A Copasa (CSMG3) esclareceu à Comissão de Valores Mobiliários (CVM) que a recente decisão do Tribunal de Contas do Estado de Minas Gerais (TCE-MG) não impede o prosseguimento da oferta de ações prevista no processo de desestatização da companhia. A empresa reforçou que a liminar concedida pelo órgão de controle autoriza a continuidade das etapas preparatórias da operação.
O que você precisa saber
- A decisão do TCE-MG possui caráter parcial e não veda a realização da oferta pública.
- A operação será uma oferta secundária, envolvendo apenas ações detidas pelo Estado deMinas Gerais.
- Não existe cronograma definido para a oferta, que depende de condições de mercado e aprovações regulatórias.

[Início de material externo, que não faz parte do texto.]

//! # Commands
//!
//! One function per CLI subcommand. Each process starts anonymous: commands
//! that need a session first try to restore one, then fall back to the
//! credentials given on the command line or in the environment.

use anyhow::{bail, Context};
use clap::Args;
use shop_client::{Credentials, Storefront};
use shop_core::{
    CheckoutEndpoint, FileUpload, Page, PaymentSession, Product, ProductDraft, ProductQuery,
    PurchaseIntent, ShippingInfo,
};
use std::path::{Path, PathBuf};
use tracing::{info, instrument};

/// Credentials used when no session can be restored
#[derive(Debug, Clone, Default, Args)]
pub struct LoginArgs {
    #[arg(short, long, env = "STOREFRONT_USERNAME")]
    pub username: Option<String>,

    #[arg(short, long, env = "STOREFRONT_PASSWORD", hide_env_values = true)]
    pub password: Option<String>,
}

impl LoginArgs {
    fn credentials(&self) -> Option<Credentials> {
        match (&self.username, &self.password) {
            (Some(user), Some(pass)) => Some(Credentials::new(user, pass)),
            _ => None,
        }
    }
}

/// Shipping destination
#[derive(Debug, Clone, Args)]
pub struct ShippingArgs {
    #[arg(long)]
    pub address: String,

    #[arg(long)]
    pub province: String,

    #[arg(long)]
    pub municipality: String,
}

impl ShippingArgs {
    pub fn to_info(&self) -> ShippingInfo {
        ShippingInfo::new(&self.address, &self.province, &self.municipality)
    }
}

/// Product listing filters; no filters lists the newest products
#[derive(Debug, Clone, Default, Args)]
pub struct ProductFilter {
    /// Free-text search
    #[arg(short, long)]
    pub search: Option<String>,

    /// Ordering key, e.g. `price` or `-price`
    #[arg(long)]
    pub ordering: Option<String>,

    /// Category slug
    #[arg(long)]
    pub category: Option<String>,

    #[arg(long)]
    pub min_price: Option<String>,

    #[arg(long)]
    pub max_price: Option<String>,

    #[arg(long)]
    pub offset: Option<u32>,
}

impl ProductFilter {
    fn is_empty(&self) -> bool {
        self.search.is_none()
            && self.ordering.is_none()
            && self.category.is_none()
            && self.min_price.is_none()
            && self.max_price.is_none()
            && self.offset.is_none()
    }

    /// `None` when the landing-page listing should be used
    pub fn to_query(&self) -> Option<ProductQuery> {
        if self.is_empty() {
            return None;
        }

        let mut query = ProductQuery::new()
            .search(self.search.clone().unwrap_or_default())
            .price_range(self.min_price.clone(), self.max_price.clone());
        if let Some(ref ordering) = self.ordering {
            query = query.ordering(ordering);
        }
        if let Some(ref category) = self.category {
            query = query.category(category);
        }
        if let Some(offset) = self.offset {
            query = query.offset(offset);
        }
        Some(query)
    }
}

/// A product listing as entered on the command line
#[derive(Debug, Clone, Args)]
pub struct ProductArgs {
    #[arg(long)]
    pub name: String,

    /// Decimal price, e.g. `19.99`
    #[arg(long)]
    pub price: String,

    #[arg(long)]
    pub inventory: u32,

    #[arg(long, default_value = "")]
    pub description: String,

    /// Category slug; repeat for several
    #[arg(long = "category")]
    pub categories: Vec<String>,

    /// Product image to upload once the listing exists
    #[arg(long)]
    pub image: Option<PathBuf>,
}

impl ProductArgs {
    pub fn to_draft(&self) -> ProductDraft {
        ProductDraft::new(&self.name, &self.price, self.inventory)
            .with_description(&self.description)
            .with_categories(self.categories.iter().cloned())
    }
}

/// Restore the previous session, or log in with `login` if given
async fn ensure_session(shop: &Storefront, login: &LoginArgs) -> anyhow::Result<()> {
    if shop.session.initialize().await {
        return Ok(());
    }
    let Some(credentials) = login.credentials() else {
        bail!("Not logged in. Pass --username/--password or set STOREFRONT_USERNAME/STOREFRONT_PASSWORD.");
    };
    shop.session.login(&credentials).await?;
    Ok(())
}

#[instrument(skip(shop, login))]
pub async fn login(shop: &Storefront, login: &LoginArgs) -> anyhow::Result<()> {
    let credentials = login
        .credentials()
        .context("Both --username and --password are required")?;
    let profile = shop.session.login(&credentials).await?;

    println!("Logged in as {}", profile.username);
    println!("Cart: {} item(s)", shop.cart.count());
    Ok(())
}

pub async fn logout(shop: &Storefront) -> anyhow::Result<()> {
    if !shop.session.initialize().await {
        println!("Not logged in.");
        return Ok(());
    }
    shop.session.logout().await;
    Ok(())
}

pub async fn whoami(shop: &Storefront) -> anyhow::Result<()> {
    let restored = shop.session.initialize().await;
    match shop.session.profile() {
        Some(profile) if restored => {
            println!("{}", serde_json::to_string_pretty(&profile)?);
        }
        _ => println!("anonymous"),
    }
    Ok(())
}

pub async fn cart_count(shop: &Storefront, login: &LoginArgs) -> anyhow::Result<()> {
    ensure_session(shop, login).await?;
    shop.cart.fetch_count().await;
    println!("{}", shop.cart.count());
    Ok(())
}

pub async fn products(shop: &Storefront, filter: &ProductFilter) -> anyhow::Result<()> {
    let page = match filter.to_query() {
        Some(query) => shop.api.search_products(&query).await?,
        None => shop.api.latest_products().await?,
    };

    if page.is_empty() {
        println!("No products found.");
        return Ok(());
    }

    print_products(&page);
    Ok(())
}

fn print_products(page: &Page<Product>) {
    for product in &page.results {
        println!(
            "{:>6}  {:<40} {:>10}  ({} in stock)",
            product.id, product.name, product.price, product.inventory
        );
    }
    if page.has_more() {
        println!("... {} products in total", page.count);
    }
}

/// The signed-in seller's own listings
pub async fn my_products(
    shop: &Storefront,
    login: &LoginArgs,
    search: Option<&str>,
    offset: u32,
) -> anyhow::Result<()> {
    ensure_session(shop, login).await?;

    let page = match search {
        Some(term) => shop.api.my_products(&ProductQuery::new().search(term)).await?,
        None => shop.api.my_products_page(offset).await?,
    };
    if page.is_empty() {
        println!("You have no products listed.");
        return Ok(());
    }
    print_products(&page);
    Ok(())
}

/// List a new product, then attach its image if one was given
#[instrument(skip_all, fields(name = %product.name))]
pub async fn add_product(
    shop: &Storefront,
    login: &LoginArgs,
    product: &ProductArgs,
) -> anyhow::Result<()> {
    ensure_session(shop, login).await?;

    // Read the image first so a bad path does not leave a half-made listing
    let image = product.image.as_deref().map(read_image).transpose()?;

    let created = shop.api.create_product(&product.to_draft()).await?;
    if let Some(image) = image {
        shop.api
            .upload_product_image(created.id, image)
            .await
            .with_context(|| format!("Product {} created, but the image upload failed", created.id))?;
    }

    println!("Created product {} ({}).", created.id, created.name);
    Ok(())
}

pub async fn delete_product(shop: &Storefront, login: &LoginArgs, id: u64) -> anyhow::Result<()> {
    ensure_session(shop, login).await?;
    shop.api.delete_product(id).await?;
    println!("Deleted product {}.", id);
    Ok(())
}

fn read_image(path: &Path) -> anyhow::Result<FileUpload> {
    let bytes =
        std::fs::read(path).with_context(|| format!("Cannot read image {}", path.display()))?;
    let file_name = path
        .file_name()
        .map(|n| n.to_string_lossy().into_owned())
        .unwrap_or_else(|| "image".to_string());

    let mut upload = FileUpload::new("image", file_name, bytes);
    if let Some(mime) = image_mime(path) {
        upload = upload.with_content_type(mime);
    }
    Ok(upload)
}

fn image_mime(path: &Path) -> Option<&'static str> {
    let ext = path.extension()?.to_str()?.to_ascii_lowercase();
    match ext.as_str() {
        "png" => Some("image/png"),
        "jpg" | "jpeg" => Some("image/jpeg"),
        "gif" => Some("image/gif"),
        "webp" => Some("image/webp"),
        _ => None,
    }
}

/// Check out every line currently in the cart
#[instrument(skip_all)]
pub async fn checkout_cart(
    shop: &Storefront,
    login: &LoginArgs,
    shipping: &ShippingArgs,
) -> anyhow::Result<()> {
    ensure_session(shop, login).await?;

    let lines = shop.api.cart_lines().await?;
    let intent = PurchaseIntent::from_cart(lines.results.iter().map(|l| l.id), shipping.to_info());
    if !intent.is_ready() {
        bail!("Nothing to check out: the cart is empty or the shipping details are incomplete.");
    }

    info!(lines = lines.results.len(), "Checking out cart");
    let session = shop.checkout.checkout(&CheckoutEndpoint::Cart, &intent).await?;
    report(&session);
    Ok(())
}

/// Buy a single product without touching the cart
#[instrument(skip(shop, login, shipping))]
pub async fn buy(
    shop: &Storefront,
    login: &LoginArgs,
    product_id: u64,
    quantity: u32,
    shipping: &ShippingArgs,
) -> anyhow::Result<()> {
    ensure_session(shop, login).await?;

    let product = shop.api.product(product_id).await?;
    if !product.can_fulfill(quantity) {
        bail!(
            "Only {} unit(s) of {} available",
            product.inventory,
            product.name
        );
    }

    let intent = PurchaseIntent::direct(product.id, quantity, shipping.to_info());
    if !intent.is_ready() {
        bail!("Shipping details are incomplete.");
    }

    let session = shop
        .checkout
        .checkout(&CheckoutEndpoint::Direct, &intent)
        .await?;
    report(&session);
    Ok(())
}

fn report(session: &PaymentSession) {
    println!("Payment session {} created.", session.id);
}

Esclarecimentos sobre o processo
Segundo a estatal, a recomendação do tribunal para que atos definitivos aguardem uma manifestação conclusiva não configura um bloqueio ao processo. A Copasa nega entraves na desestatização após decisão do TCE-MG e ressaltou que o modelo em análise não envolve leilão ou edital de privatização, mas sim uma oferta pública de distribuição de ações.
Estrutura e condições da operação
A companhia reiterou que a conclusão da oferta está condicionada a uma série de fatores, incluindo aprovações societárias, avaliações de credores e o cenário macroeconômico vigente. A empresa destacou que o processo segue as diretrizes estabelecidas pela legislação estadual vigente.
A administração da Copasa afirmou que continuará mantendo o mercado informado sobre quaisquer desdobramentos relevantes que possam impactar o cronograma ou a estrutura da operação de desestatização.